RE: Arabic letters separated by markup

From: James Kass (
Date: Thu Jun 16 2005 - 20:33:23 CDT

  • Next message: Mark E. Shoulson: "Re: Arabic letters separated by markup"

    Jony Rosenne wrote,
    >> Inserting mark-up tags between characters which would normally
    >> ligate or shape or re-position breaks the run of text.
    > I think that the high level protocol, such as HTML or CSS or XML, should
    > define that.
    > My reading of HTML and CSS is that inline markup does not break
    > the run.

    It probably shouldn't, for any text processing function other than display.

    We don't expect characters to ligate if a graphic file is inserted between
    them, we don't expect it if a line feed or paragraph is inserted. We don't
    expect a ligated glyph to cross table boundaries.
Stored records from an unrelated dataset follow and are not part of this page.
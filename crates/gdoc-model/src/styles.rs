use std::collections::BTreeMap;

use crate::error::Result;
use crate::xml;

/// Properties of one style class, keyed by attribute name.
pub type StyleProps = BTreeMap<String, String>;

/// The style-class dictionaries from `styles.xml`.
///
/// Classes whose id starts with `cell-` style table cells and are kept apart
/// from the text dictionary handed to the content generator.
#[derive(Debug, Clone, Default)]
pub struct StyleSheet {
    pub text_styles: BTreeMap<String, StyleProps>,
    pub cell_styles: BTreeMap<String, StyleProps>,
}

impl StyleSheet {
    pub fn empty() -> Self {
        Self::default()
    }

    /// Parse a `styles.xml` document: `<styles><style id=… …/>…</styles>`.
    pub fn parse(styles_xml: &str) -> Result<Self> {
        let root = xml::parse(styles_xml)?;
        let mut sheet = StyleSheet::default();

        for style_elem in root.find_all("style") {
            let id = style_elem.attr("id").unwrap_or_default().to_string();
            let props: StyleProps = style_elem
                .attrs
                .iter()
                .filter(|(k, _)| k != "id")
                .map(|(k, v)| (k.clone(), v.clone()))
                .collect();
            if props.is_empty() {
                continue;
            }
            if id.starts_with("cell-") {
                sheet.cell_styles.insert(id, props);
            } else {
                sheet.text_styles.insert(id, props);
            }
        }

        Ok(sheet)
    }

    /// Parse if present; an absent styles file is an empty sheet.
    pub fn parse_opt(styles_xml: Option<&str>) -> Result<Self> {
        match styles_xml {
            Some(content) => Self::parse(content),
            None => Ok(Self::empty()),
        }
    }
}

#[cfg(test)]
mod tests {
    use super::*;

    #[test]
    fn splits_cell_styles_from_text_styles() {
        let sheet = StyleSheet::parse(concat!(
            r#"<styles>"#,
            r#"<style id="_base" font="Arial" size="11pt"/>"#,
            r#"<style id="kX9_m" bold="1"/>"#,
            r##"<style id="cell-a1b2c" bg="#F5F5F5" valign="middle"/>"##,
            r#"</styles>"#
        ))
        .expect("parse");
        assert_eq!(sheet.text_styles.len(), 2);
        assert_eq!(sheet.cell_styles.len(), 1);
        assert_eq!(
            sheet.text_styles["kX9_m"].get("bold").map(String::as_str),
            Some("1")
        );
        assert_eq!(
            sheet.cell_styles["cell-a1b2c"].get("valign").map(String::as_str),
            Some("middle")
        );
    }

    #[test]
    fn styles_without_properties_are_dropped() {
        let sheet = StyleSheet::parse(r#"<styles><style id="empty"/></styles>"#).expect("parse");
        assert!(sheet.text_styles.is_empty());
    }

    #[test]
    fn absent_sheet_is_empty() {
        let sheet = StyleSheet::parse_opt(None).expect("parse");
        assert!(sheet.text_styles.is_empty());
        assert!(sheet.cell_styles.is_empty());
    }
}
//! Transport seam.
//!
//! The engine is transport-agnostic: it produces and consumes opaque JSON
//! values. Production transports (HTTP, OAuth, token caching) live outside
//! this workspace; tests use [`MockTransport`].

use std::collections::VecDeque;

use serde_json::{json, Value};

use gdoc_model::{DocError, Result};

/// Remote document API surface the push pipeline depends on.
pub trait Transport {
    /// Apply a batch of mutation requests, returning the raw response.
    /// Requests are applied in order; the engine relies on that.
    fn batch_update(&mut self, document_id: &str, requests: &[Value]) -> Result<Value>;

    /// Fetch the remote document as raw JSON.
    fn get(&mut self, document_id: &str) -> Result<Value>;
}

/// In-memory transport: records every batch and hands out canned replies.
#[derive(Debug, Default)]
pub struct MockTransport {
    /// `(document_id, requests)` per batch_update call, in order.
    pub batches: Vec<(String, Vec<Value>)>,
    /// Responses returned in order; an empty reply list once exhausted.
    pub replies: VecDeque<Value>,
    /// Fail the Nth (0-based) batch_update call, if set.
    pub fail_on_batch: Option<usize>,
}

impl MockTransport {
    pub fn new() -> Self {
        Self::default()
    }

    pub fn with_replies(replies: Vec<Value>) -> Self {
        Self {
            replies: replies.into(),
            ..Self::default()
        }
    }
}

impl Transport for MockTransport {
    fn batch_update(&mut self, document_id: &str, requests: &[Value]) -> Result<Value> {
        if self.fail_on_batch == Some(self.batches.len()) {
            return Err(DocError::Transport("injected batch failure".to_string()));
        }
        self.batches
            .push((document_id.to_string(), requests.to_vec()));
        Ok(self
            .replies
            .pop_front()
            .unwrap_or_else(|| json!({ "replies": [] })))
    }

    fn get(&mut self, _document_id: &str) -> Result<Value> {
        Ok(json!({}))
    }
}
//! Connection runtime.
//!
//! Shared pieces used by the accept loop in `server`:
//! - `BufferPool`: per-slot buffer regions
//! - `ConnectionRegistry`: tracked connections
//! - `Worker`: per-connection read/handle/write state machine
//! - `Handler`: contract for packet codecs

mod buffer;
mod connection;
pub mod protocol;
mod stats;
mod worker;

pub use buffer::{BufferPool, SlotBuffer};
pub use connection::{ConnState, Connection, ConnectionRegistry, ExitReason};
pub use protocol::{copy_response, Handler, ProcessResult, Status};
pub use stats::{ServerStats, StatsSnapshot};
pub use worker::{Worker, WorkerContext, WorkerExit};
    A single ligature glyph can't be composed of components from two
    different fonts. Changing the font by inserting a font-changing tag
    breaks the run of text. This isn't limited to font-face, this also applies
    to font style, like bold or italic. Try this at home: "<i>BACK</i>HOUSE"
    or "<i>Falstaff</i>". In the first experiment, depending on the font, the
    'K' probably overstrikes the 'H'. In the second experiment, depending on the
    font, the final 'f' may overstrike the ending ASCII quote, since the 'f'
    is in italics and the ASCII quote isn't. When an authour sees this effect, the
    authour needs to take corrective measures regardless of what the specs say.
    Even if kerning were supported in browsers, kerning data from one font
    doesn't apply to another. Likewise for mark posititioning data, etc.

    > The display engine should extract the plain text of the run, apply
    > the relevant Unicode algorithms such as bidi, mirroring and Arabic shaping,
    > and then apply the rich text decoration to the result as best as possible.

    Agreed. But, inserting a tag indicates the the text run is completed
    as far as the display engine is concerned. Subsequent text begins a
    new run. Although I'm not quite sure what is meant by "inline markup",
    any tag represents a boundary for text display processing purposes.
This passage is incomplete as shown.